Trwa kiermasz adwentowy u cystersów. Po raz 10. zakonnicy zapraszają lokalnych wystawców, sami także oferują swoje wyroby.
W alejce prowadzącej do opactwa, która z resztą nosi nazwę ulicy Świętego Mikołaja, ustawiło się kilkunastu wystawców. Można kupić lokalne miody, słodycze wyrabiane metodą rzemieślniczą, ozdoby z drewna i szyszek, ale także np. jemiołę:
– Jemioła jest wieszana nad stołem, symbolizuje pomyślność i miłość, dlatego chciałabym ludziom ją oferować. Udało się ją zerwać bez uszczerbku na zdrowiu, bo przecież rośnie wysoko, delikatnie ją ozdobiłam wstążkami i każdemu, kto przychodzi opowiadam o znaczeniu jemioły podczas Wigilii – mówi jedna ze sprzedawczyń.

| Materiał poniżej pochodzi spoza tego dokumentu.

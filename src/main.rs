use actix_cors::Cors;
use actix_web::{http::Method, web, App, HttpServer};
use anyhow::Context;
use paycompare::app;
use paycompare::config::{Config, LogFormat};
use paycompare::middleware::RequestId;
use tracing_actix_web::TracingLogger;
use tracing_subscriber::{layer::SubscriberExt, util::SubscriberInitExt, EnvFilter};

fn init_tracing(config: &Config) {
    let filter = EnvFilter::try_from_default_env().unwrap_or_else(|_| {
        format!("paycompare={},actix_web=info", config.app.log_level).into()
    });

    let registry = tracing_subscriber::registry().with(filter);
    match config.app.log_format {
        LogFormat::Json => registry.with(tracing_subscriber::fmt::layer().json()).init(),
        LogFormat::Pretty => registry.with(tracing_subscriber::fmt::layer()).init(),
    }
}

#[actix_web::main]
async fn main() -> anyhow::Result<()> {
    // Load configuration
    let config = Config::from_env().context("Failed to load configuration")?;
    config.validate().context("Configuration validation failed")?;

    init_tracing(&config);

    tracing::info!("Starting PSP cost comparison service");
    tracing::info!("Environment: {}", config.app.env);
    tracing::info!("Server binding to: {}", config.server.bind_address());

    let schedule = config
        .load_fee_schedule()
        .context("Failed to load fee schedule")?;

    tracing::info!(
        reference = %schedule.reference.name,
        custom_schedule = config.app.fee_schedule_path.is_some(),
        "Fee schedule ready"
    );

    let service = app::estimate_service(schedule);

    // Start HTTP server
    let bind_address = config.server.bind_address();
    let server = HttpServer::new(move || {
        let cors = Cors::default()
            .allow_any_origin()
            .allowed_methods([Method::GET, Method::POST])
            .allow_any_header()
            .max_age(3600);

        App::new()
            .wrap(cors)
            .wrap(RequestId)
            .wrap(TracingLogger::default())
            .app_data(service.clone())
            .configure(app::configure)
            .default_service(web::to(app::not_found))
    })
    .workers(config.server.workers)
    .bind(&bind_address)
    .with_context(|| format!("Failed to bind {}", bind_address))?
    .run();

    tracing::info!("Server started at http://{}", bind_address);

    server.await.context("Server terminated with an error")
}
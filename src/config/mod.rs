use crate::core::{AppError, Result};
use crate::modules::estimates::FeeSchedule;
use std::env;

pub mod server;

pub use server::ServerConfig;

/// Main application configuration
#[derive(Debug, Clone)]
pub struct Config {
    pub app: AppConfig,
    pub server: ServerConfig,
}

#[derive(Debug, Clone, Copy, PartialEq, Eq)]
pub enum LogFormat {
    Pretty,
    Json,
}

#[derive(Debug, Clone)]
pub struct AppConfig {
    pub env: String,
    pub log_level: String,
    pub log_format: LogFormat,
    /// YAML fee schedule replacing the built-in one
    pub fee_schedule_path: Option<String>,
}

impl Config {
    /// Load configuration from environment variables
    pub fn from_env() -> Result<Self> {
        // Load .env file if present
        dotenvy::dotenv().ok();

        let log_format = match env::var("LOG_FORMAT")
            .unwrap_or_else(|_| "pretty".to_string())
            .to_lowercase()
            .as_str()
        {
            "pretty" => LogFormat::Pretty,
            "json" => LogFormat::Json,
            other => {
                return Err(AppError::Configuration(format!(
                    "Invalid LOG_FORMAT: {}",
                    other
                )))
            }
        };

        let config = Config {
            app: AppConfig {
                env: env::var("APP_ENV").unwrap_or_else(|_| "development".to_string()),
                log_level: env::var("LOG_LEVEL").unwrap_or_else(|_| "info".to_string()),
                log_format,
                fee_schedule_path: env::var("FEE_SCHEDULE_PATH")
                    .ok()
                    .filter(|path| !path.trim().is_empty()),
            },
            server: ServerConfig::from_env()?,
        };

        Ok(config)
    }

    /// Validate configuration
    pub fn validate(&self) -> Result<()> {
        if self.server.port == 0 {
            return Err(AppError::Configuration(
                "SERVER_PORT must be greater than 0".to_string(),
            ));
        }

        if self.server.workers == 0 {
            return Err(AppError::Configuration(
                "SERVER_WORKERS must be greater than 0".to_string(),
            ));
        }

        if self.app.log_level.trim().is_empty() {
            return Err(AppError::Configuration(
                "LOG_LEVEL cannot be empty".to_string(),
            ));
        }

        Ok(())
    }

    /// Fee schedule from `FEE_SCHEDULE_PATH`, or the built-in one
    pub fn load_fee_schedule(&self) -> Result<FeeSchedule> {
        match &self.app.fee_schedule_path {
            Some(path) => FeeSchedule::from_yaml_file(path),
            None => Ok(FeeSchedule::default()),
        }
    }
}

Swoje stoisko mają także cystersi. Oferują stroiki świąteczne wykonane przez najmłodszych braci, poświęcone sianko pod obrus na wigilijny stół i herbatę ojca przeora:
– Ma imbir i pomarańcze, a do tego witaminy konieczne do przetrwania zimy bez choroby. Przygotowaliśmy ponad sto paczuszek z siankiem, które sami suszyliśmy latem. Jeżeli wszystkie pakiety się rozejdą, to będziemy przygotowywać kolejne na bieżąco, bo mamy pełną stodołę siana. Oferujemy też opłatki, jeżeli ktoś nie zdążył się w nie zaopatrzyć – opowiadają o. Fabian Skowron i br. Antoni.
Kiermasz u cystersów przypomina także o tym, że wciąż trwa adwent, dlatego impreza jest nazwana „kiermaszem adwentowym”, a nie bożonorodzeniowym.
Dochód uzyskany z organizacji wydarzenia zakonnicy chcą przeznaczyć na renowację XVII-wiecznego relikwiarza św. Bernarda. Kiermasz w Wąchocku będzie można odwiedzać także w niedzielę (22 grudnia) od godz. 9.